**YOUR OBJECTIVE:**
Among the lines below, a stretch begins at the one with "proposed value, then" and ends at the one with "self.observers.push(observer);". Repeat that stretch exactly, ends included.

....

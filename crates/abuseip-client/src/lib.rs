//! HTTP client for the AbuseIPDB API.
//!
//! This crate provides the main [`AbuseIpClient`] for interacting with the
//! AbuseIPDB API, and the [`KeyStore`] that resolves the API key from
//! `.apikey` files.

mod client;
mod keyfile;
pub mod api;

pub use abuseip_core::{AbuseIpError, Result};
pub use client::{AbuseIpClient, AbuseIpClientBuilder};
pub use keyfile::KeyStore;
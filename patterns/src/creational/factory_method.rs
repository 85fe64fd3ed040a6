use log::info;

pub trait Currency {
    fn code(&self) -> &'static str;
}

pub struct Euro;

pub struct UnitedStatesDollar;

impl Currency for Euro {
    fn code(&self) -> &'static str {
        "EUR"
    }
}

impl Currency for UnitedStatesDollar {
    fn code(&self) -> &'static str {
        "USD"
    }
}

pub trait CurrencyConverter {
    /// Factory method: each converter decides which currency it targets.
    fn target_currency(&self) -> Box<dyn Currency>;

    fn convert(&self, from: &dyn Currency) -> String {
        let target = self.target_currency();
        let message = format!("From {} to {}", from.code(), target.code());
        info!("{message}");
        message
    }
}

pub struct EuroConverter;

pub struct DollarConverter;

impl CurrencyConverter for EuroConverter {
    fn target_currency(&self) -> Box<dyn Currency> {
        Box::new(Euro)
    }
}

impl CurrencyConverter for DollarConverter {
    fn target_currency(&self) -> Box<dyn Currency> {
        Box::new(UnitedStatesDollar)
    }
}
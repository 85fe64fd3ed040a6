use common::subject_observer::PropertyObserver;
use log::info;

pub const WILL_CHANGE_CHEER: &str = "Wooohooo";
pub const DID_CHANGE_CHEER: &str = "Yaaaaay";

/// Cheers on every notification, whatever the property or payload.
#[derive(Debug, Default, Clone, Copy)]
pub struct CheeringObserver;

impl CheeringObserver {
    fn will_change_message<T>(_new_value: Option<T>) -> &'static str {
        WILL_CHANGE_CHEER
    }

    fn did_change_message<T>(_old_value: Option<T>) -> &'static str {
        DID_CHANGE_CHEER
    }
}

impl<T> PropertyObserver<T> for CheeringObserver {
    fn will_change(&self, _property_name: &str, new_value: Option<T>) {
        info!("{}", Self::will_change_message(new_value));
    }

    fn did_change(&self, _property_name: &str, old_value: Option<T>) {
        info!("{}", Self::did_change_message(old_value));
    }
}
#[derive(Debug, Clone, PartialEq, Eq)]
pub struct Novella {
    pub name: String,
}

#[derive(Debug, Clone, Default)]
pub struct Novellas {
    novellas: Vec<Novella>,
}

impl Novellas {
    pub fn new(novellas: Vec<Novella>) -> Self {
        Novellas { novellas }
    }

    pub fn iter(&self) -> NovellasIterator<'_> {
        NovellasIterator {
            current: 0,
            novellas: &self.novellas,
        }
    }
}

/// Walks a [`Novellas`] collection without exposing its storage.
pub struct NovellasIterator<'a> {
    current: usize,
    novellas: &'a [Novella],
}

impl<'a> Iterator for NovellasIterator<'a> {
    type Item = &'a Novella;

    fn next(&mut self) -> Option<Self::Item> {
        let novella = self.novellas.get(self.current)?;
        self.current += 1;
        Some(novella)
    }
}

impl<'a> IntoIterator for &'a Novellas {
    type Item = &'a Novella;
    type IntoIter = NovellasIterator<'a>;

    fn into_iter(self) -> Self::IntoIter {
        self.iter()
    }
}
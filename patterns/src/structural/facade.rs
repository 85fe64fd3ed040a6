use std::collections::HashMap;

use log::trace;

/// Key-value store with a two step write: values are staged by `set` and
/// only become readable after `synchronize`.
#[derive(Debug, Default)]
struct Defaults {
    pending: HashMap<String, String>,
    stored: HashMap<String, String>,
}

impl Defaults {
    fn set(&mut self, key: &str, value: &str) {
        self.pending.insert(key.to_string(), value.to_string());
    }

    fn synchronize(&mut self) {
        trace!("Synchronizing {} pending defaults", self.pending.len());
        self.stored.extend(self.pending.drain());
    }

    fn object(&self, key: &str) -> Option<&str> {
        self.stored.get(key).map(String::as_str)
    }
}

/// Facade hiding the staging protocol of [`Defaults`].
#[derive(Debug, Default)]
pub struct Eternal {
    defaults: Defaults,
}

impl Eternal {
    pub fn new() -> Self {
        Self::default()
    }

    pub fn set(&mut self, key: &str, value: &str) {
        self.defaults.set(key, value);
        self.defaults.synchronize();
    }

    pub fn object(&self, key: &str) -> Option<&str> {
        self.defaults.object(key)
    }
}
use std::{fmt::Debug, mem, rc::Rc};

use common::subject_observer::{ChangePhase, SharedObserver, SharedObservers, Subject};
use log::{debug, trace};

use crate::ObservableResult;

use super::validate_name;

/// A named value that notifies its observers around every assignment.
///
/// Observers are called in registration order, first all `will_change` with
/// the proposed value, then the commit, then all `did_change` with the
/// previous value. Observers cannot veto or alter the committed value.
pub struct ObservableProperty<T> {
    name: String,
    value: T,
    observers: SharedObservers<T>,
}

impl<T> Subject<T> for ObservableProperty<T>
where
    T: Clone,
{
    fn register_observer(&mut self, observer: SharedObserver<T>) {
        self.observers.push(observer);
        trace!(
            "Registered observer on '{}' ({} registered)",
            self.name,
            self.observers.len()
        );
    }

    fn unregister_observer(&mut self, observer: SharedObserver<T>) {
        self.observers.retain(|obs| !Rc::ptr_eq(obs, &observer));
    }
}

impl<T> ObservableProperty<T>
where
    T: Clone + Debug,
{
    pub fn try_new(name: impl Into<String>, value: T) -> ObservableResult<Self> {
        let name = name.into();
        validate_name(&name)?;
        Ok(Self::named(name, value))
    }

    pub(crate) fn named(name: impl Into<String>, value: T) -> Self {
        ObservableProperty {
            name: name.into(),
            value,
            observers: vec![],
        }
    }

    pub fn name(&self) -> &str {
        &self.name
    }

    pub fn get(&self) -> &T {
        &self.value
    }

    pub fn observer_count(&self) -> usize {
        self.observers.len()
    }

    pub fn set(&mut self, new_value: T) {
        debug!(
            "Changing '{}' from {:?} to {:?}",
            self.name, self.value, new_value
        );
        self.notify_observers(ChangePhase::WillChange, Some(new_value.clone()));
        let old_value = mem::replace(&mut self.value, new_value);
        self.notify_observers(ChangePhase::DidChange, Some(old_value));
    }

    pub fn update<F>(&mut self, f: F)
    where
        F: FnOnce(&T) -> T,
    {
        let new_value = f(&self.value);
        self.set(new_value);
    }

    fn notify_observers(&self, phase: ChangePhase, value: Option<T>) {
        trace!(
            "Notifying {} observers of '{}' ({phase})",
            self.observers.len(),
            self.name
        );
        for obs in &self.observers {
            phase.dispatch(obs.as_ref(), &self.name, value.clone());
        }
    }
}
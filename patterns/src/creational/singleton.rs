use std::sync::{
    atomic::{AtomicUsize, Ordering},
    OnceLock,
};

static SHARED_INSTANCE: OnceLock<DeathStarSuperlaser> = OnceLock::new();

/// Only reachable through [`DeathStarSuperlaser::shared_instance`]; the private
/// field keeps other modules from building a second one.
#[derive(Debug)]
pub struct DeathStarSuperlaser {
    shots_fired: AtomicUsize,
}

impl DeathStarSuperlaser {
    pub fn shared_instance() -> &'static DeathStarSuperlaser {
        SHARED_INSTANCE.get_or_init(|| DeathStarSuperlaser {
            shots_fired: AtomicUsize::new(0),
        })
    }

    /// Returns the number of shots fired so far, this one included.
    pub fn fire(&self) -> usize {
        self.shots_fired.fetch_add(1, Ordering::SeqCst) + 1
    }

    pub fn shots_fired(&self) -> usize {
        self.shots_fired.load(Ordering::SeqCst)
    }
}
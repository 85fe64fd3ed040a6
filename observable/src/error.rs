use thiserror::Error;

#[derive(Error, Debug, PartialEq)]
pub enum ObservableError {
    #[error("Invalid argument: {0}")]
    InvalidArgument(String),
    #[error("Property lock poisoned by a panicking observer")]
    Poisoned,
}

pub type ObservableResult<T> = Result<T, ObservableError>;
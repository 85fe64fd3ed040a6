mod chambers;
mod error;

pub mod observers;
pub mod property;

pub use chambers::{SyncTestChambers, TestChambers, TEST_CHAMBER_NUMBER_NAME};
pub use error::{ObservableError, ObservableResult};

....

**OUTPUT OF THE EXERCISE:**
/// the proposed value, then the commit, then all `did_change` with the
/// previous value. Observers cannot veto or alter the committed value.
pub struct ObservableProperty<T> {
    name: String,
    value: T,
    observers: SharedObservers<T>,
}

impl<T> Subject<T> for ObservableProperty<T>
where
    T: Clone,
{
    fn register_observer(&mut self, observer: SharedObserver<T>) {
        self.observers.push(observer);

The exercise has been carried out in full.